The week running up was more like February then the last week of May, grey rain slashed skies, depressed temperatures and a grim forecast promising no let up. Capes were being looked out and we were mentally preparing for a drenching. When the curtains were thrown back on Lilias Day it was dry, the gods of hail and thunder were obviously still looking for us in Gourock and we had a perfect day for a street march.
The erecting of Event Shelters is no longer a source of hilarity and we’re getting so proficient that we were helping other stallholders put theirs up. We did discover what all the puzzling bits of webbing in the bags was for, we should have read the instructions five years ago. Old Blue would have banned them anyway as a trip hazard. This year we were having our usual tombola and Hook a Duck, guess the teddy’s name and loads of other stuff for the weans. Even though we arrived before nine to collect all the bits and bobs it’s usually a rush to get it all set up, changed into our uniforms and make Pipey’s deadline at the Bowling Club (fines for lateness), but this year I had time to make a scrambled egg roll, get it all over the worktop, the floor and me, get cleaned up, into uniform and down to the Bowling Club in time to be one minute late and incur a £5 fine. Harsh!

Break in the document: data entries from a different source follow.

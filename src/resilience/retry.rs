use std::future::Future;
use std::time::Duration;
use tracing::{error, warn};

/// Exponential backoff schedule for retried operations
#[derive(Debug, Clone)]
pub struct RetryPolicy {
    /// Retries after the first attempt
    pub max_retries: u32,
    pub initial_delay: Duration,
    pub max_delay: Duration,
    pub factor: f64,
}

impl Default for RetryPolicy {
    fn default() -> Self {
        Self {
            max_retries: 3,
            initial_delay: Duration::from_millis(200),
            max_delay: Duration::from_secs(10),
            factor: 2.0,
        }
    }
}

impl RetryPolicy {
    pub fn new(max_retries: u32, initial_delay: Duration) -> Self {
        Self {
            max_retries,
            initial_delay,
            ..Default::default()
        }
    }

    /// Delay before retry number `attempt` (0-based)
    pub fn delay_for(&self, attempt: u32) -> Duration {
        let scaled = self.initial_delay.as_secs_f64() * self.factor.powi(attempt as i32);
        Duration::from_secs_f64(scaled.min(self.max_delay.as_secs_f64()))
    }
}

/// Run `op` until it succeeds, fails with a non-retryable error, or retries run out
pub async fn retry_with_backoff<T, E, F, Fut>(
    policy: &RetryPolicy,
    label: &str,
    should_retry: impl Fn(&E) -> bool,
    mut op: F,
) -> Result<T, E>
where
    F: FnMut() -> Fut,
    Fut: Future<Output = Result<T, E>>,
    E: std::fmt::Display,
{
    let mut attempt = 0;

    loop {
        match op().await {
            Ok(value) => return Ok(value),
            Err(e) if attempt < policy.max_retries && should_retry(&e) => {
                let delay = policy.delay_for(attempt);
                warn!(
                    "{} attempt {}/{} failed: {}. Retrying in {:?}",
                    label,
                    attempt + 1,
                    policy.max_retries + 1,
                    e,
                    delay
                );
                tokio::time::sleep(delay).await;
                attempt += 1;
            }
            Err(e) => {
                error!("{} failed after {} attempts: {}", label, attempt + 1, e);
                return Err(e);
            }
        }
    }
}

After some of Dr Tennants Blowing and Fingering Embrocation it was time to get outside and play a few tunes for the pleasure of Jimmie MacGregor, folk legend and obvious connoisseur of pipe music. The weather was perfect (I’m starting to sound like Christopher Banchett), the pipes were sounding good and I was really looking forward to the march. This was to be my first Lilias Day parade on my feet in two years. The parade was preceded by massed scooters, the Town Crier had been replaced by a bloke doing somersaults off of peoples walls and louping fences, the Preses and Vice Preses of Kilbarchan General Society were directly in front of us in their big car waving to the lieges and directly behind us were two dancing Chinese dragons and big drum. The day was taking a surreal turn.
The march through the village was glorious, hard work and fun. I spent so much time nodding and making eye contact with spectators I may have lost track of where I was in the tune once or twice. When we reached the Steeple our newbies joined the ranks and Habbie Simpson came down off of his perch and took over as Pipe Major. This was a relief as we only had to play set of tunes through two or three times as opposed to Pipey’s ad infinitum approach.

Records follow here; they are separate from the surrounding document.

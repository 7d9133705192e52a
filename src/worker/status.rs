use chrono::{DateTime, Utc};
use serde::Serialize;

use super::manager::BufferInfo;
use super::metrics::WorkerMetricsSnapshot;
use crate::bus::BusMetricsSnapshot;
use crate::health::HealthSummary;
use crate::resilience::BreakerStats;

/// Live view of one call buffer
#[derive(Debug, Clone, Serialize)]
pub struct BufferStatus {
    #[serde(flatten)]
    pub info: BufferInfo,
    /// Audio waiting for the next flush
    pub buffered_ms: u64,
    pub age_ms: u64,
    pub idle_ms: u64,
    pub flush_in_flight: bool,
    /// At least one chunk of this call has gone to the provider
    pub has_sent_initial_chunk: bool,
}

/// Operational report served on `/status`
#[derive(Debug, Clone, Serialize)]
pub struct StatusReport {
    pub service: String,
    pub running: bool,
    pub started_at: DateTime<Utc>,
    pub uptime_secs: i64,
    pub active_buffers: usize,
    pub buffers: Vec<BufferStatus>,
    pub circuit_breaker: BreakerStats,
    pub connection_health: HealthSummary,
    pub bus_backend: String,
    pub bus: BusMetricsSnapshot,
    pub worker: WorkerMetricsSnapshot,
}
//! Client seam for log-structured stream brokers with consumer groups
//!
//! [`crate::bus::redis::RedisStreamBus`] only talks to the broker through
//! these traits, so the connection pool, recovery and read loop logic run
//! the same against Redis or an in-process store.

use async_trait::async_trait;
use std::sync::Arc;
use std::time::Duration;
use thiserror::Error;

/// A single stream entry as returned by the broker
#[derive(Debug, Clone, PartialEq, Eq)]
pub struct StreamEntry {
    pub id: String,
    pub fields: Vec<(String, Vec<u8>)>,
}

impl StreamEntry {
    pub fn field(&self, name: &str) -> Option<&[u8]> {
        self.fields
            .iter()
            .find(|(key, _)| key == name)
            .map(|(_, value)| value.as_slice())
    }
}

/// Entries from one read plus the number of entries rejected during parsing
#[derive(Debug, Clone, Default, PartialEq, Eq)]
pub struct StreamBatch {
    pub entries: Vec<StreamEntry>,
    pub skipped: usize,
}

impl StreamBatch {
    pub fn is_empty(&self) -> bool {
        self.entries.is_empty()
    }
}

/// A message delivered to the group but not yet acknowledged
#[derive(Debug, Clone, PartialEq, Eq)]
pub struct PendingEntry {
    pub id: String,
    pub consumer: String,
    pub idle_ms: u64,
    pub deliveries: u64,
}

#[derive(Debug, Clone, Copy, PartialEq, Eq)]
pub enum GroupStatus {
    Created,
    AlreadyExists,
}

/// Broker failures, pre-classified for the adapter's recovery policy
#[derive(Error, Debug, Clone, PartialEq, Eq)]
pub enum StreamError {
    /// Connection refused or dropped: the cached connection must be discarded
    #[error("connection refused: {0}")]
    ConnectionRefused(String),

    /// Broker connection quota exhausted: back off before reconnecting
    #[error("connection limit reached: {0}")]
    ResourceExhausted(String),

    /// Anything else: retried after a short delay
    #[error("{0}")]
    Other(String),
}

#[async_trait]
pub trait StreamClient: Send + Sync {
    /// Append an entry, trimming the stream to roughly `max_len` entries
    async fn append(
        &self,
        stream: &str,
        fields: &[(&str, &[u8])],
        max_len: usize,
    ) -> Result<String, StreamError>;

    /// Create `group` on `stream` starting at `start_id`, creating the stream if needed
    ///
    /// Must leave an existing group's cursor untouched.
    async fn create_group(
        &self,
        stream: &str,
        group: &str,
        start_id: &str,
    ) -> Result<GroupStatus, StreamError>;

    /// Read entries never delivered to the group. `block: None` returns immediately.
    async fn read_group(
        &self,
        stream: &str,
        group: &str,
        consumer: &str,
        count: usize,
        block: Option<Duration>,
    ) -> Result<StreamBatch, StreamError>;

    async fn ack(&self, stream: &str, group: &str, ids: &[String]) -> Result<u64, StreamError>;

    async fn pending(
        &self,
        stream: &str,
        group: &str,
        count: usize,
    ) -> Result<Vec<PendingEntry>, StreamError>;

    /// Transfer ownership of idle pending entries to `consumer`
    async fn claim(
        &self,
        stream: &str,
        group: &str,
        consumer: &str,
        min_idle: Duration,
        ids: &[String],
    ) -> Result<StreamBatch, StreamError>;
}

/// Opens broker connections for the pool
#[async_trait]
pub trait Connector: Send + Sync {
    async fn connect(&self, url: &str) -> Result<Arc<dyn StreamClient>, StreamError>;
}
//! HTTP status surface for operators
//!
//! - GET /health - Liveness check
//! - GET /status - Full status report
//! - GET /status/calls/:id - One call's buffer detail

mod handlers;
mod routes;
mod state;

pub use routes::create_router;
pub use state::AppState;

I hope the new guys enjoyed themselves, it’s a big thing that first time on the street as is their first massed band parade, well done.
The stall was thronged when we made it back for lubrication and photographs. Last year we won the Tug of War and were so pleased with ourselves that we donated a trophy. As we discussed who was going to put it in their cabinet this year Nemesis cast a leary eye over us. Ross’s cap badge falling into the dirt should have been a warning that we were in for a drubbing. It was an evenly matched contest between us and the Scouts but just as we were wearing them down Piper McFadyen lost his footing and his dignity. A testimony of the ferocity of the battle was the number of rope burns, sprains and strains. The fact that the Scouts were beaten in the final by small children and a girl in a chintz dress just added to the surreal atmosphere.
Later, after the stall was dismantled and weary pipers and drummers had found the pub, I invited Habbie round for a burger before he had to get back up in his niche. The second last act of the day is a parade to the Steeple with Kilbarchans Piper leading a crowd of villagers, one cop told me he was getting out before they brought out the Wicker Man. Habbie played and the villagers danced a Strip the Willow in the street. Salvador Dali couldn’t make this up.
The last act of the day was the opening of the Bunnahabhain.
We have a cruise ship tonight (Sunday after Lilias Day) and our next adventure is Ardrossan Highland Games.